It was a pretty forgettable first quarter for the Jaguars against the Ravens. Two first downs, two penalties and a bunch of punts that moved the field position around a bit. The Jaguars got a couple of breaks thanks to Ravens mistakes but they looked sluggish and out of sync for the 5th quarter in a row.
Quarterback Blake Bortles was still off, making a bad decision and a worse throw that led to an interception and killed the only offensive momentum the team had.
Despite giving up a Ravens TD on a Joe Flacco scramble, the defense seemed to have an idea against Baltimore and started to gain some momentum in the second quarter. The offense did the same, taking advantage of another 40+ punt return by Rashad Greene and scoring to make it 10-7.
It looked like a good defensive stand for the Jaguars as the Ravens went into their 2-minute drill but Malik Jackson was called for roughing the passer on 3rd down and Dante Fowler was called for “leverage,” jumping over the tackle on a short FG attempt and gave the Ravens three points to trail at halftime 13-7.
If that’s the rule, that’s the rule, but Jackson’s hand touched Flacco’s helmet after the play and he was called for making contact. That’s not much, but it kept the drive alive. Fowler was called for jumping over the lineman, something he should know is illegal and it gave the Ravens three points. No matter if Fowler is fired up or just dumb, that’s the kind of thing that comes down to coaching. If he doesn’t know the rule, he should. If he does and did it anyway, he should be on the bench.
Despite giving up a FG on the Ravens opening drive, the whole Jaguars team started to play better in the second half, making plays on both offense and defense. Again, mediocre officiating kept the Jaguars at bay but they had a call overturned in the end zone for a TD to pull within 16-14. Bortles gave himself up on a scramble and was hit on the ground but no call was made saying “the defender had committed.” That’s baloney and every other QB in the league gets that call. Bortles will get it eventually if the Jaguars start winning, but apparently not now.
It takes some breaks to go your wan in any game and the Jaguars got on early in the fourth quarter when Devin Hester muffed a punt and Denard Robinson recovered at the 38-yard line. Jason Myers kicked a 49-yard field goal to give the home team a 17-16 lead. They had some chances on that offensive series but on 3rd and 1, Bortles had the ball batted down for the second time in the game forcing the FG try.
Off-season acquisitions paid off on the next series on defense. Malik Jackson pressured Flacco into a bad throw that was tipped by Jalen Ramsey and intercepted by Tashaun Gipson. None of those guys were on the Jaguars last year. And that play wouldn’t have happened with last year’s personnel.
Another tipped pass at the line of scrimmage gave the ball back to the Ravens but Paul Posluszny jumped over Justin Forsett to intercept Flacco who was under pressure. The officials huddled for an eternity before calling personal fouls on both teams including Jalen Ramsey. Somebody needs to tell the rookies that this is pro football. Make a play and get off the field.
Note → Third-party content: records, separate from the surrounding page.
impl CalendarDate {
    pub fn new(datetime: NaiveDateTime) -> Self {
        Self(datetime)
    }

    /// Build a date from its components, `None` if they are not a real date.
    pub fn from_ymd_hms(
        year: i32,
        month: u32,
        day: u32,
        hour: u32,
        minute: u32,
        second: u32,
    ) -> Option<Self> {
        NaiveDate::from_ymd_opt(year, month, day)
            .and_then(|date| date.and_hms_opt(hour, minute, second))
            .map(Self)
    }

    /// Interpret a Unix timestamp (seconds) as UTC wall-clock time.
    pub fn from_timestamp(seconds: i64) -> Result<Self, DateError> {
        DateTime::from_timestamp(seconds, 0)
            .map(|utc| Self(utc.naive_utc()))
            .ok_or_else(|| DateError::invalid_timestamp(seconds))
    }

    /// Take the local wall-clock time of a zoned chrono value.
    pub fn from_native<Tz: TimeZone>(datetime: &DateTime<Tz>) -> Self {
        Self(datetime.naive_local())
    }

    /// Parse human date text.
    ///
    /// `now` anchors relative input: the keywords `now`, `today`,
    /// `tomorrow` and `yesterday`, and bare times such as `10:14:00 pm`,
    /// which land on `now`'s calendar day.
    ///
    /// # Errors
    ///
    /// Returns `DateError::Unparseable` when the text matches no layout.
    pub fn parse(text: &str, now: CalendarDate) -> Result<Self, DateError> {
        let trimmed = text.trim();
        let lower = trimmed.to_ascii_lowercase();

        match lower.as_str() {
            "now" => return Ok(now),
            "today" => return Ok(now.start_of_day()),
            "tomorrow" => return Ok(now.add_days(1).start_of_day()),
            "yesterday" => return Ok(now.add_days(-1).start_of_day()),
            _ => {}
        }

        if let Some(parsed) = parse_numeric(&lower, now.date()) {
            return Ok(Self(parsed));
        }

        if let Ok(zoned) = DateTime::parse_from_rfc3339(trimmed) {
            return Ok(Self(zoned.naive_utc()));
        }

        parse_textual(trimmed)
            .map(Self)
            .ok_or_else(|| DateError::unparseable(text))
    }

    // Accessors

    pub fn as_naive(&self) -> NaiveDateTime {
        self.0
    }

    /// The calendar day, without the time of day.
    pub fn date(&self) -> NaiveDate {
        self.0.date()
    }

    pub fn hour(&self) -> u32 {
        self.0.hour()
    }

    pub fn minute(&self) -> u32 {
        self.0.minute()
    }

    pub fn second(&self) -> u32 {
        self.0.second()
    }

    // Differences (always absolute, truncated to whole units)

    pub fn diff_in_minutes(&self, other: &CalendarDate) -> i64 {
        (other.0 - self.0).num_minutes().abs()
    }

    pub fn diff_in_days(&self, other: &CalendarDate) -> i64 {
        (other.0 - self.0).num_days().abs()
    }

    /// Whole calendar months between the two dates.
    ///
    /// A month is only counted once the later date has reached the same
    /// day-of-month and time of day as the earlier one.
    pub fn diff_in_months(&self, other: &CalendarDate) -> i64 {
        let (earlier, later) = if self.0 <= other.0 {
            (self.0, other.0)
        } else {
            (other.0, self.0)
        };

        let mut months = i64::from(later.year() - earlier.year()) * 12
            + i64::from(later.month())
            - i64::from(earlier.month());

        if (later.day(), later.time()) < (earlier.day(), earlier.time()) {
            months -= 1;
        }

        months
    }

    // Normalisation and arithmetic

    /// Midnight at the start of this date's day.
    pub fn start_of_day(&self) -> Self {
        self.0
            .date()
            .and_hms_opt(0, 0, 0)
            .map(Self)
            .unwrap_or(*self)
    }

    /// The last whole second of this date's day (23:59:59).
    pub fn end_of_day(&self) -> Self {
        self.0
            .date()
            .and_hms_opt(23, 59, 59)
            .map(Self)
            .unwrap_or(*self)
    }

    /// Shift by whole days. Saturates at the edges of chrono's range.
    pub fn add_days(&self, days: i64) -> Self {
        TimeDelta::try_days(days)
            .and_then(|delta| self.0.checked_add_signed(delta))
            .map(Self)
            .unwrap_or(*self)
    }

    pub fn is_same_day(&self, other: &CalendarDate) -> bool {
        self.date() == other.date()
    }

    /// Render through a letter-token date pattern.
    ///
    /// Recognised tokens: `d D j l N S w z W F m M n t L Y y a A g G h H i s
    /// U`. A backslash emits the next character literally; every other
    /// character is copied through unchanged.
    pub fn format(&self, pattern: &str) -> String {
        let dt = self.0;
        let mut out = String::with_capacity(pattern.len() * 2);
        let mut chars = pattern.chars();

        while let Some(token) = chars.next() {
            match token {
                '\\' => {
                    if let Some(literal) = chars.next() {
                        out.push(literal);
                    }
                }
                // Day
                'd' => out.push_str(&format!("{:02}", dt.day())),
                'D' => out.push_str(&dt.format("%a").to_string()),
                'j' => out.push_str(&dt.day().to_string()),
                'l' => out.push_str(&dt.format("%A").to_string()),
                'N' => out.push_str(&dt.weekday().number_from_monday().to_string()),
                'S' => out.push_str(ordinal_suffix(dt.day())),
                'w' => out.push_str(&dt.weekday().num_days_from_sunday().to_string()),
                'z' => out.push_str(&dt.ordinal0().to_string()),
                // Week
                'W' => out.push_str(&format!("{:02}", dt.iso_week().week())),
                // Month
                'F' => out.push_str(&dt.format("%B").to_string()),
                'm' => out.push_str(&format!("{:02}", dt.month())),
                'M' => out.push_str(&dt.format("%b").to_string()),
                'n' => out.push_str(&dt.month().to_string()),
                't' => out.push_str(&days_in_month(dt.year(), dt.month()).to_string()),
                // Year
                'L' => out.push(if dt.date().leap_year() { '1' } else { '0' }),
                'Y' => out.push_str(&dt.year().to_string()),
                'y' => out.push_str(&format!("{:02}", dt.year().rem_euclid(100))),
                // Time
                'a' => out.push_str(if dt.hour() < 12 { "am" } else { "pm" }),
                'A' => out.push_str(if dt.hour() < 12 { "AM" } else { "PM" }),
                'g' => out.push_str(&twelve_hour(dt.hour()).to_string()),
                'G' => out.push_str(&dt.hour().to_string()),
                'h' => out.push_str(&format!("{:02}", twelve_hour(dt.hour()))),
                'H' => out.push_str(&format!("{:02}", dt.hour())),
                'i' => out.push_str(&format!("{:02}", dt.minute())),
                's' => out.push_str(&format!("{:02}", dt.second())),
                'U' => out.push_str(&dt.and_utc().timestamp().to_string()),
                other => out.push(other),
            }
        }

        out
    }
}
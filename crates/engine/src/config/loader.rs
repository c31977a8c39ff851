//! Loading range configuration from files and the environment.
//!
//! Sources are layered in the order they are added; later sources win key by
//! key. The result is merged over a base [`RangeConfig`] (the shipped
//! defaults unless told otherwise), so a file only needs the keys it changes.
//!
//! ```toml
//! calculator = "billing"
//! order_policy = "reject"
//!
//! [styles]
//! short = "m/d/Y"
//!
//! [range.title]
//! before = "Between "
//! middle = " and "
//! ```
//!
//! Environment overrides use the `DATE_RANGE` prefix with `__` as the path
//! separator, e.g. `DATE_RANGE__STYLES__SHORT=m/d/Y`.

use std::collections::HashMap;
use std::path::Path;

use ::config::builder::DefaultState;
use ::config::{Config, ConfigBuilder, Environment, File, FileFormat};
use daterange_domain::CalculatorRegistry;
use serde::Deserialize;

use super::{Delimiters, OrderPolicy, RangeConfig};
use crate::error::EngineError;

pub const ENV_PREFIX: &str = "DATE_RANGE";
pub const ENV_SEPARATOR: &str = "__";

/// The loadable subset of a [`RangeConfig`].
///
/// Calculations are code and cannot come from a file.
#[derive(Debug, Default, Deserialize)]
#[serde(default)]
struct ConfigOverrides {
    none: HashMap<String, Option<String>>,
    styles: HashMap<String, String>,
    range: HashMap<String, Delimiters>,
    calculator: Option<String>,
    order_policy: Option<OrderPolicy>,
}

pub struct ConfigLoader {
    builder: ConfigBuilder<DefaultState>,
    calculators: CalculatorRegistry,
}

impl Default for ConfigLoader {
    fn default() -> Self {
        Self::new()
    }
}

impl ConfigLoader {
    pub fn new() -> Self {
        Self {
            builder: Config::builder(),
            calculators: CalculatorRegistry::new(),
        }
    }

    /// Add a required file; the format follows its extension.
    pub fn with_file(mut self, path: impl AsRef<Path>) -> Self {
        self.builder = self.builder.add_source(File::from(path.as_ref()));
        self
    }

    /// Add a file that is skipped when it does not exist.
    pub fn with_optional_file(mut self, path: impl AsRef<Path>) -> Self {
        self.builder = self
            .builder
            .add_source(File::from(path.as_ref()).required(false));
        self
    }

    /// Add an in-memory source.
    pub fn with_str(mut self, text: &str, format: FileFormat) -> Self {
        self.builder = self.builder.add_source(File::from_str(text, format));
        self
    }

    /// Add `DATE_RANGE__*` environment overrides.
    pub fn with_environment(mut self) -> Self {
        self.builder = self.builder.add_source(
            Environment::with_prefix(ENV_PREFIX)
                .prefix_separator(ENV_SEPARATOR)
                .separator(ENV_SEPARATOR),
        );
        self
    }

    /// Resolve `calculator = "<id>"` against this registry instead of the
    /// built-in one.
    pub fn with_calculators(mut self, calculators: CalculatorRegistry) -> Self {
        self.calculators = calculators;
        self
    }

    /// Load over the shipped defaults.
    ///
    /// # Errors
    ///
    /// Returns `EngineError::Config` when a source cannot be read or has the
    /// wrong shape, and `EngineError::UnknownCalculator` when the named
    /// calculator is not registered.
    pub fn load(self) -> Result<RangeConfig, EngineError> {
        self.load_over(RangeConfig::default())
    }

    /// Load over an explicit base configuration.
    ///
    /// # Errors
    ///
    /// See [`ConfigLoader::load`].
    pub fn load_over(self, mut base: RangeConfig) -> Result<RangeConfig, EngineError> {
        let overrides: ConfigOverrides = self.builder.build()?.try_deserialize()?;

        tracing::debug!(
            none = overrides.none.len(),
            styles = overrides.styles.len(),
            range = overrides.range.len(),
            calculator = overrides.calculator.as_deref(),
            "Loaded range configuration overrides"
        );

        base.merge_none(overrides.none);
        base.merge_styles(overrides.styles);
        base.merge_range(overrides.range);

        if let Some(name) = overrides.calculator {
            let calculator = self
                .calculators
                .get(&name)
                .ok_or_else(|| EngineError::unknown_calculator(&name))?;
            base = base.with_calculator(calculator);
        }
        if let Some(policy) = overrides.order_policy {
            base = base.with_order_policy(policy);
        }

        Ok(base)
    }
}

#[cfg(test)]
mod tests {
    use super::*;
    use crate::config::NoneValue;
    use std::io::Write;
    use std::sync::Arc;

    use daterange_domain::{Calculator, Endpoints, RoundingPolicy};

    const TOML: &str = r#"
calculator = "billing"
order_policy = "reject"

[none]
default = "--"

[styles]
short = "m/d/Y"

[range.title]
before = "Between "
middle = " and "
end = "."
"#;

    #[test]
    fn no_sources_keeps_the_defaults() {
        let config = ConfigLoader::new().load().unwrap();
        assert_eq!(config.style("short"), Some("n/j/Y"));
        assert_eq!(config.calculator().calculator_id(), "standard");
        assert_eq!(config.order_policy(), OrderPolicy::Swap);
    }

    #[test]
    fn toml_overrides_merge_key_by_key() {
        let config = ConfigLoader::new()
            .with_str(TOML, FileFormat::Toml)
            .load()
            .unwrap();

        assert_eq!(config.style("short"), Some("m/d/Y"));
        assert_eq!(config.style("tiny"), Some("n/j/y"));
        assert_eq!(config.none_value("default"), NoneValue::Text("--".to_string()));
        assert_eq!(config.none_value("sql"), NoneValue::Null);

        let title = config.delimiters("title").unwrap();
        assert_eq!(title, &Delimiters::new("Between ", " and ", ".", ""));
        assert!(config.delimiters("url").is_some());
        assert!(config.calculation("days").is_some());

        assert_eq!(config.calculator().calculator_id(), "billing");
        assert_eq!(config.order_policy(), OrderPolicy::Reject);
    }

    #[test]
    fn json_can_configure_a_null_fallback() {
        let config = ConfigLoader::new()
            .with_str(r#"{"none": {"short": null}}"#, FileFormat::Json)
            .load_over(RangeConfig::empty())
            .unwrap();
        assert_eq!(config.none_value("short"), NoneValue::Null);
        assert_eq!(config.style("default"), None);
    }

    #[test]
    fn later_sources_win() {
        let config = ConfigLoader::new()
            .with_str(TOML, FileFormat::Toml)
            .with_str("[styles]\nshort = \"Y\"", FileFormat::Toml)
            .load()
            .unwrap();
        assert_eq!(config.style("short"), Some("Y"));
    }

    #[test]
    fn reads_files_from_disk() {
        let mut file = tempfile::Builder::new().suffix(".toml").tempfile().unwrap();
        file.write_all(TOML.as_bytes()).unwrap();

        let config = ConfigLoader::new().with_file(file.path()).load().unwrap();
        assert_eq!(config.style("short"), Some("m/d/Y"));
    }

    #[test]
    fn missing_optional_file_is_skipped() {
        let dir = tempfile::tempdir().unwrap();
        let config = ConfigLoader::new()
            .with_optional_file(dir.path().join("absent.toml"))
            .load()
            .unwrap();
        assert_eq!(config.style("short"), Some("n/j/Y"));
    }

    #[test]
    fn missing_required_file_is_an_error() {
        let dir = tempfile::tempdir().unwrap();
        let result = ConfigLoader::new()
            .with_file(dir.path().join("absent.toml"))
            .load();
        assert!(matches!(result, Err(EngineError::Config(_))));
    }

    #[test]
    fn unknown_calculator_is_an_error() {
        let result = ConfigLoader::new()
            .with_str("calculator = \"lunar\"", FileFormat::Toml)
            .load();
        assert!(matches!(result, Err(EngineError::UnknownCalculator(name)) if name == "lunar"));
    }

    #[test]
    fn custom_registries_resolve_custom_calculators() {
        #[derive(Debug)]
        struct Flat;

        impl Calculator for Flat {
            fn calculator_id(&self) -> &'static str {
                "flat"
            }

            fn hours(&self, _: Endpoints, _: RoundingPolicy) -> f64 {
                1.0
            }
        }

        let mut registry = CalculatorRegistry::new();
        registry.register(Arc::new(Flat));

        let config = ConfigLoader::new()
            .with_str("calculator = \"flat\"", FileFormat::Toml)
            .with_calculators(registry)
            .load()
            .unwrap();
        assert_eq!(config.calculator().calculator_id(), "flat");
    }
}
//! Elapsed-time calculators.
//!
//! A calculator turns a pair of range endpoints into numbers: elapsed hours,
//! whole days, rounded months and the decimal time of day. Callers pick one
//! strategy per configuration; each implements the contract in `traits.rs`.
//!
//! # Built-in strategies
//!
//! - `standard` - nearest-boundary rounding (`StandardCalculator`)
//! - `billing` - round-down billing increments (`BillingCalculator`)

mod billing;
mod standard;
mod traits;

pub use billing::BillingCalculator;
pub use standard::StandardCalculator;
pub use traits::{decimal_time, round_half_away, Calculator, Endpoints, RoundingPolicy};

use std::sync::Arc;

/// Registry of available calculators.
#[derive(Debug)]
pub struct CalculatorRegistry {
    calculators: Vec<Arc<dyn Calculator>>,
}

impl Default for CalculatorRegistry {
    fn default() -> Self {
        Self::new()
    }
}

impl CalculatorRegistry {
    /// Create a new registry with all built-in calculators.
    pub fn new() -> Self {
        let mut registry = Self::empty();
        registry.register(Arc::new(StandardCalculator::new()));
        registry.register(Arc::new(BillingCalculator::new()));
        registry
    }

    /// Create an empty registry without built-in calculators.
    pub fn empty() -> Self {
        Self {
            calculators: Vec::new(),
        }
    }

    /// Register a calculator. A later registration shadows an earlier one
    /// with the same id.
    pub fn register(&mut self, calculator: Arc<dyn Calculator>) {
        self.calculators.insert(0, calculator);
    }

    /// Get a calculator by its id.
    pub fn get(&self, calculator_id: &str) -> Option<Arc<dyn Calculator>> {
        self.calculators
            .iter()
            .find(|c| c.calculator_id() == calculator_id)
            .cloned()
    }

    /// List all registered calculator ids.
    pub fn list_calculators(&self) -> Vec<&str> {
        self.calculators.iter().map(|c| c.calculator_id()).collect()
    }
}

#[cfg(test)]
mod tests {
    use super::*;

    #[test]
    fn registry_includes_builtins() {
        let registry = CalculatorRegistry::new();
        assert!(registry.list_calculators().contains(&"standard"));
        assert!(registry.get("billing").is_some());
        assert!(registry.get("unknown").is_none());
    }

    #[test]
    fn empty_registry_has_nothing() {
        assert!(CalculatorRegistry::empty().list_calculators().is_empty());
    }

    #[test]
    fn later_registration_wins() {
        #[derive(Debug)]
        struct Flat;

        impl Calculator for Flat {
            fn calculator_id(&self) -> &'static str {
                "standard"
            }

            fn hours(&self, _endpoints: Endpoints, _rounding: RoundingPolicy) -> f64 {
                1.0
            }
        }

        let mut registry = CalculatorRegistry::new();
        registry.register(Arc::new(Flat));
        let calc = registry.get("standard").unwrap();
        assert_eq!(calc.hours(Endpoints::default(), RoundingPolicy::default()), 1.0);
    }
}
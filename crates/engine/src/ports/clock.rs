//! Time source for "now".
//!
//! Omitted start dates, the `now` keyword and bare times of day all need a
//! current time. The factory asks this port instead of calling `Utc::now()`
//! so tests can pin the clock.

use chrono::{DateTime, Utc};

#[cfg_attr(test, mockall::automock)]
pub trait ClockPort: Send + Sync {
    fn now(&self) -> DateTime<Utc>;
}

/// System clock - uses real time.
#[derive(Debug, Clone, Copy)]
pub struct SystemClock;

impl SystemClock {
    pub fn new() -> Self {
        Self
    }
}

impl Default for SystemClock {
    fn default() -> Self {
        Self::new()
    }
}

impl ClockPort for SystemClock {
    fn now(&self) -> DateTime<Utc> {
        Utc::now()
    }
}

/// Fixed clock, always answering the same instant.
#[derive(Debug, Clone, Copy)]
pub struct FixedClock(pub DateTime<Utc>);

impl ClockPort for FixedClock {
    fn now(&self) -> DateTime<Utc> {
        self.0
    }
}
//! Attribute requests and the values they resolve to.
//!
//! Callers ask a range for a named attribute such as `start_short`,
//! `range_title`, `short_title`, `hours` or `decimal`. The name is parsed
//! once into an [`AttributeRequest`] and then dispatched with a `match`.

use std::fmt;
use std::str::FromStr;

use daterange_domain::CalendarDate;

use crate::config::RangeConfig;

// =============================================================================
// Target
// =============================================================================

/// Which part of the range a request is about.
#[derive(Debug, Clone, Copy, PartialEq, Eq, Hash)]
pub enum Target {
    Start,
    End,
    Range,
}

impl Target {
    pub fn as_str(&self) -> &'static str {
        match self {
            Target::Start => "start",
            Target::End => "end",
            Target::Range => "range",
        }
    }

    /// Split `<target>_<style>` into its parts. Names without a target
    /// prefix address the whole range and are entirely style.
    pub fn split(name: &str) -> (Target, &str) {
        for target in [Target::Start, Target::End, Target::Range] {
            if let Some(style) = name
                .strip_prefix(target.as_str())
                .and_then(|rest| rest.strip_prefix('_'))
            {
                return (target, style);
            }
        }
        (Target::Range, name)
    }
}

impl fmt::Display for Target {
    fn fmt(&self, f: &mut fmt::Formatter<'_>) -> fmt::Result {
        write!(f, "{}", self.as_str())
    }
}

impl FromStr for Target {
    type Err = String;

    fn from_str(s: &str) -> Result<Self, Self::Err> {
        match s {
            "start" => Ok(Target::Start),
            "end" => Ok(Target::End),
            "range" => Ok(Target::Range),
            other => Err(format!("Unknown target: {other}")),
        }
    }
}

// =============================================================================
// Method
// =============================================================================

/// Attributes answered by an explicit range or calculator method.
///
/// These win over configuration: `decimal` is the calculator's decimal time
/// even when a `decimal` calculation is configured.
#[derive(Debug, Clone, Copy, PartialEq, Eq, Hash)]
pub enum RangeMethod {
    Start,
    End,
    IsSameDay,
    OnSameDay,
    Hours,
    HoursRoundedToNearest,
    Days,
    Months,
    Decimal,
}

impl RangeMethod {
    pub fn as_str(&self) -> &'static str {
        match self {
            RangeMethod::Start => "start",
            RangeMethod::End => "end",
            RangeMethod::IsSameDay => "is_same_day",
            RangeMethod::OnSameDay => "on_same_day",
            RangeMethod::Hours => "hours",
            RangeMethod::HoursRoundedToNearest => "hours_rounded_to_nearest",
            RangeMethod::Days => "days",
            RangeMethod::Months => "months",
            RangeMethod::Decimal => "decimal",
        }
    }

    pub fn all() -> [RangeMethod; 9] {
        [
            RangeMethod::Start,
            RangeMethod::End,
            RangeMethod::IsSameDay,
            RangeMethod::OnSameDay,
            RangeMethod::Hours,
            RangeMethod::HoursRoundedToNearest,
            RangeMethod::Days,
            RangeMethod::Months,
            RangeMethod::Decimal,
        ]
    }
}

impl FromStr for RangeMethod {
    type Err = String;

    fn from_str(s: &str) -> Result<Self, Self::Err> {
        RangeMethod::all()
            .into_iter()
            .find(|method| method.as_str() == s)
            .ok_or_else(|| format!("Unknown method: {s}"))
    }
}

// =============================================================================
// AttributeRequest
// =============================================================================

/// A parsed attribute name.
#[derive(Debug, Clone, PartialEq, Eq)]
pub enum AttributeRequest {
    /// An explicit method of the range or its calculator
    Method(RangeMethod),
    /// A configured calculation, applied to one endpoint or to both
    Calculation { target: Target, name: String },
    /// One endpoint rendered in a style
    DateFormat { target: Target, style: String },
    /// The whole range rendered with a date style and a delimiter set
    RangeFormat {
        date_style: String,
        delimiter_style: String,
    },
}

impl AttributeRequest {
    /// Parse an attribute name against a configuration.
    ///
    /// Order: explicit method, then a configured calculation named by the
    /// style part, then plain formatting. For the range target a style of
    /// the form `<date>_<delimiters>` picks the two independently; a single
    /// word is used for both.
    pub fn parse(name: &str, config: &RangeConfig) -> Self {
        if let Ok(method) = name.parse::<RangeMethod>() {
            return AttributeRequest::Method(method);
        }

        let (target, style) = Target::split(name);

        if config.calculation(style).is_some() {
            return AttributeRequest::Calculation {
                target,
                name: style.to_string(),
            };
        }

        match target {
            Target::Range => {
                let (date_style, delimiter_style) = split_range_style(style);
                AttributeRequest::RangeFormat {
                    date_style: date_style.to_string(),
                    delimiter_style: delimiter_style.to_string(),
                }
            }
            target => AttributeRequest::DateFormat {
                target,
                style: style.to_string(),
            },
        }
    }
}

/// `short_title` -> (`short`, `title`); `title` -> (`title`, `title`).
///
/// Only the first two segments count: `short_title_x` is (`short`, `title`).
pub fn split_range_style(style: &str) -> (&str, &str) {
    let mut segments = style.split('_');
    match (segments.next(), segments.next()) {
        (Some(date_style), Some(delimiter_style)) if !date_style.is_empty() => {
            (date_style, delimiter_style)
        }
        _ => (style, style),
    }
}

// =============================================================================
// AttributeValue
// =============================================================================

/// What an attribute resolves to.
#[derive(Debug, Clone, PartialEq)]
pub enum AttributeValue {
    Text(String),
    Number(f64),
    Integer(i64),
    Bool(bool),
    Date(CalendarDate),
    /// Explicitly configured as "nothing" (e.g. `none.sql`)
    Null,
}

impl AttributeValue {
    pub fn as_text(&self) -> Option<&str> {
        match self {
            AttributeValue::Text(text) => Some(text),
            _ => None,
        }
    }

    /// Numeric view of `Number` and `Integer` values.
    pub fn as_f64(&self) -> Option<f64> {
        match self {
            AttributeValue::Number(n) => Some(*n),
            AttributeValue::Integer(n) => Some(*n as f64),
            _ => None,
        }
    }

    pub fn as_date(&self) -> Option<CalendarDate> {
        match self {
            AttributeValue::Date(date) => Some(*date),
            _ => None,
        }
    }

    pub fn is_null(&self) -> bool {
        matches!(self, AttributeValue::Null)
    }
}

impl fmt::Display for AttributeValue {
    fn fmt(&self, f: &mut fmt::Formatter<'_>) -> fmt::Result {
        match self {
            AttributeValue::Text(text) => write!(f, "{text}"),
            AttributeValue::Number(n) => write!(f, "{n}"),
            AttributeValue::Integer(n) => write!(f, "{n}"),
            AttributeValue::Bool(b) => write!(f, "{b}"),
            AttributeValue::Date(date) => write!(f, "{date}"),
            AttributeValue::Null => Ok(()),
        }
    }
}

impl From<String> for AttributeValue {
    fn from(text: String) -> Self {
        AttributeValue::Text(text)
    }
}

impl From<&str> for AttributeValue {
    fn from(text: &str) -> Self {
        AttributeValue::Text(text.to_string())
    }
}

impl From<f64> for AttributeValue {
    fn from(n: f64) -> Self {
        AttributeValue::Number(n)
    }
}

impl From<i64> for AttributeValue {
    fn from(n: i64) -> Self {
        AttributeValue::Integer(n)
    }
}

impl From<bool> for AttributeValue {
    fn from(b: bool) -> Self {
        AttributeValue::Bool(b)
    }
}

impl From<CalendarDate> for AttributeValue {
    fn from(date: CalendarDate) -> Self {
        AttributeValue::Date(date)
    }
}

#[cfg(test)]
mod tests {
    use super::*;
    use crate::config::Calculation;

    fn request(name: &str) -> AttributeRequest {
        AttributeRequest::parse(name, &RangeConfig::default())
    }

    fn range_format(date_style: &str, delimiter_style: &str) -> AttributeRequest {
        AttributeRequest::RangeFormat {
            date_style: date_style.to_string(),
            delimiter_style: delimiter_style.to_string(),
        }
    }

    #[test]
    fn splits_target_from_style() {
        assert_eq!(Target::split("start_short"), (Target::Start, "short"));
        assert_eq!(Target::split("end_sql"), (Target::End, "sql"));
        assert_eq!(Target::split("range_short_title"), (Target::Range, "short_title"));
        assert_eq!(Target::split("short"), (Target::Range, "short"));
        assert_eq!(Target::split("startle"), (Target::Range, "startle"));
    }

    #[test]
    fn methods_win() {
        assert_eq!(request("hours"), AttributeRequest::Method(RangeMethod::Hours));
        assert_eq!(request("start"), AttributeRequest::Method(RangeMethod::Start));
        assert_eq!(request("decimal"), AttributeRequest::Method(RangeMethod::Decimal));
    }

    #[test]
    fn configured_calculations_come_next() {
        assert_eq!(
            request("start_decimal"),
            AttributeRequest::Calculation {
                target: Target::Start,
                name: "decimal".to_string()
            }
        );
        assert_eq!(
            request("range_days"),
            AttributeRequest::Calculation {
                target: Target::Range,
                name: "days".to_string()
            }
        );
    }

    #[test]
    fn custom_calculations_are_picked_up() {
        let config = RangeConfig::default()
            .with_calculation("weekday", Calculation::new(|date, _| date.format("l").into()));
        assert_eq!(
            AttributeRequest::parse("end_weekday", &config),
            AttributeRequest::Calculation {
                target: Target::End,
                name: "weekday".to_string()
            }
        );
    }

    #[test]
    fn single_dates_keep_the_whole_style() {
        assert_eq!(
            request("start_short"),
            AttributeRequest::DateFormat {
                target: Target::Start,
                style: "short".to_string()
            }
        );
    }

    #[test]
    fn range_styles_split_date_from_delimiters() {
        assert_eq!(request("short"), range_format("short", "short"));
        assert_eq!(request("range_title"), range_format("title", "title"));
        assert_eq!(request("short_title"), range_format("short", "title"));
        assert_eq!(request("range_short_url"), range_format("short", "url"));
        assert_eq!(request("_title"), range_format("_title", "_title"));
        assert_eq!(request("short_title_x"), range_format("short", "title"));
        assert_eq!(split_range_style("short_"), ("short", ""));
    }

    #[test]
    fn targets_parse_from_their_names() {
        for target in [Target::Start, Target::End, Target::Range] {
            assert_eq!(target.as_str().parse::<Target>(), Ok(target));
            assert_eq!(target.to_string(), target.as_str());
        }
        assert!("middle".parse::<Target>().is_err());
    }

    #[test]
    fn values_display_like_their_contents() {
        assert_eq!(AttributeValue::from("x").to_string(), "x");
        assert_eq!(AttributeValue::from(4.0).to_string(), "4");
        assert_eq!(AttributeValue::from(4.25).to_string(), "4.25");
        assert_eq!(AttributeValue::from(3_i64).to_string(), "3");
        assert_eq!(AttributeValue::Null.to_string(), "");
        assert_eq!(AttributeValue::from(3_i64).as_f64(), Some(3.0));
        assert!(AttributeValue::Null.is_null());
    }

    #[test]
    fn dates_are_only_readable_from_date_values() {
        let date = CalendarDate::from_ymd_hms(2014, 1, 2, 16, 20, 0).unwrap();
        assert_eq!(AttributeValue::from(date).as_date(), Some(date));
        assert_eq!(AttributeValue::from("2014-01-02").as_date(), None);
        assert_eq!(AttributeValue::Null.as_date(), None);
    }
}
So here’s where good teams take advantage of the breaks and put the game away. But the Jaguars looked tentative on offense both in their play calling and their execution in the following series. Instead of rising up and asserting themselves, the Ravens took control. Bortles again suffered a sack, just about the only thing he couldn’t do in that situation, forcing Myers to attempt a 52-yard field goal. That was blocked and the Ravens had a chance to take the lead.
Methodically moving the ball in small chunks of yardage, they got it to the 37 where Justin Tucker blasted a 54-yard field goal to give the Ravens a 19-17 lead.
Still with 1:02 and a timeout left, the Jaguars only needed a field goal. Instead, Bortles held the ball on second down and was sacked and was intercepted on third down to end the game.
This was a game of missed opportunities and turnovers as well as mediocre play by Bortles for the third week in a row. If he doesn’t step it up, or if other players on offense don’t pick him up, changes are in the offing for the team perhaps sooner rather than later.